TÜM HTML KODLARI
  Halk Edebiyatı
 

Kaynağını geleneklerden, halkın kültüründen alan bir edebiyattır. Halk Edebiyatı, İslamiyet öncesi sözlü edebiyatın uzantısıdır. Halkın yarattığı sözlü eserlerden oluşur. Dil, biçim, konular, duyarlıklar bakımından halk kültürüne sıkı sıkıya bağlıdır.

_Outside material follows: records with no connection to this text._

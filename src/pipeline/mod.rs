//! Index Builder Module
//!
//! The batch map-reduce pipeline that turns a corpus archive into the
//! inverted index.
//!
//! ## Architecture Overview
//! Indexing runs as two sequential map-reduce stages:
//! 1. **Metadata stage**: one task per file extracts the work's title and
//!    its speech-offset map. All per-file results are assembled into a
//!    [`metadata::MetadataCatalog`], an immutable snapshot broadcast to
//!    every Stage-2 task. Stage 2 never starts before every Stage-1 task
//!    has finished (hard barrier).
//! 2. **Index stage**: the map phase walks every line of every file,
//!    resolves the speaking character through the catalog, and emits one
//!    `(word, work, character) -> line` association per distinct word in
//!    the line. The reduce phase groups emissions by key, shards the keys
//!    by hash, and applies each batch to the store atomically.
//!
//! ## Failure Semantics
//! - A file with no detectable title degrades to `EPILOG` attribution
//!   under an empty title; the batch continues.
//! - A line whose file has no catalog entry is fatal to that record only:
//!   logged and skipped.
//! - An unreadable archive aborts the whole pipeline invocation.
//!
//! ## Submodules
//! - **`archive`**: the corpus ingestion boundary (deterministic file
//!   enumeration).
//! - **`metadata`**: Stage-1 output types and per-file extraction.
//! - **`indexer`**: Stage-2 tokenization and per-line mapping.
//! - **`runner`**: stage orchestration, sharding, and the reduce step.

pub mod archive;
pub mod indexer;
pub mod metadata;
pub mod runner;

Halk Edebiyatı; edebî zevk, düşünce ve anlatım gücüne ulaşmış âşık ve tekke tarzı sahibi belli eserlerle, malzemesi dile dayalı destan, efsane, halk şiiri, mani, ağıt, türkü, bilmece, masal, halk hikâyesi, fıkra, atasözü, deyimler, tekerlemeler gibi sözlü gelenekte yaşayıp kuşaktan kuşağa aktarılan anonim ürünlerden oluşur.

Halk Edebiyatı kavramı içinde toplanan bu türlerin bir bölümü günümüzde de bazı bölgelerde dinamik olarak yaşamaktadır.

Doğu Anadolu bölgesinde canlı olarak devam eden Âşıklar geleneği, kahvelerde, düğünlerde, bayramlarda, sohbetleri zenginleştirirken, aynı zamanda dinleyenleri düşündürmekte ve eğlendirmektedir.

Nasrettin Hoca, Bektaşî, Laz ve benzeri tipler etrafında teşekkül etmiş ve etmekte olan fıkralar güldürürken düşündürmekte toplumu ve kişileri eleştirirken anlatanı ve dinleyenleri daha iyiye, daha güzele yöneltmektedir.

Bilmeceler yetişen genç nesillerin zihin gelişimine yardımcı olmaktadır.

Atasözleri ve deyimler eski nesillerin tecrübelerini ve tavsiyelerini yeni nesillere aktarmaktadırlar.

Millet hayatındaki, savaşlar, göçler, destanlarda anlatılmış, ölenlerin ardından yakılan ağıtlar ve her konuyu işleyen türküler kederi, neşeyi ve sevgiyi yansıtmaktadır.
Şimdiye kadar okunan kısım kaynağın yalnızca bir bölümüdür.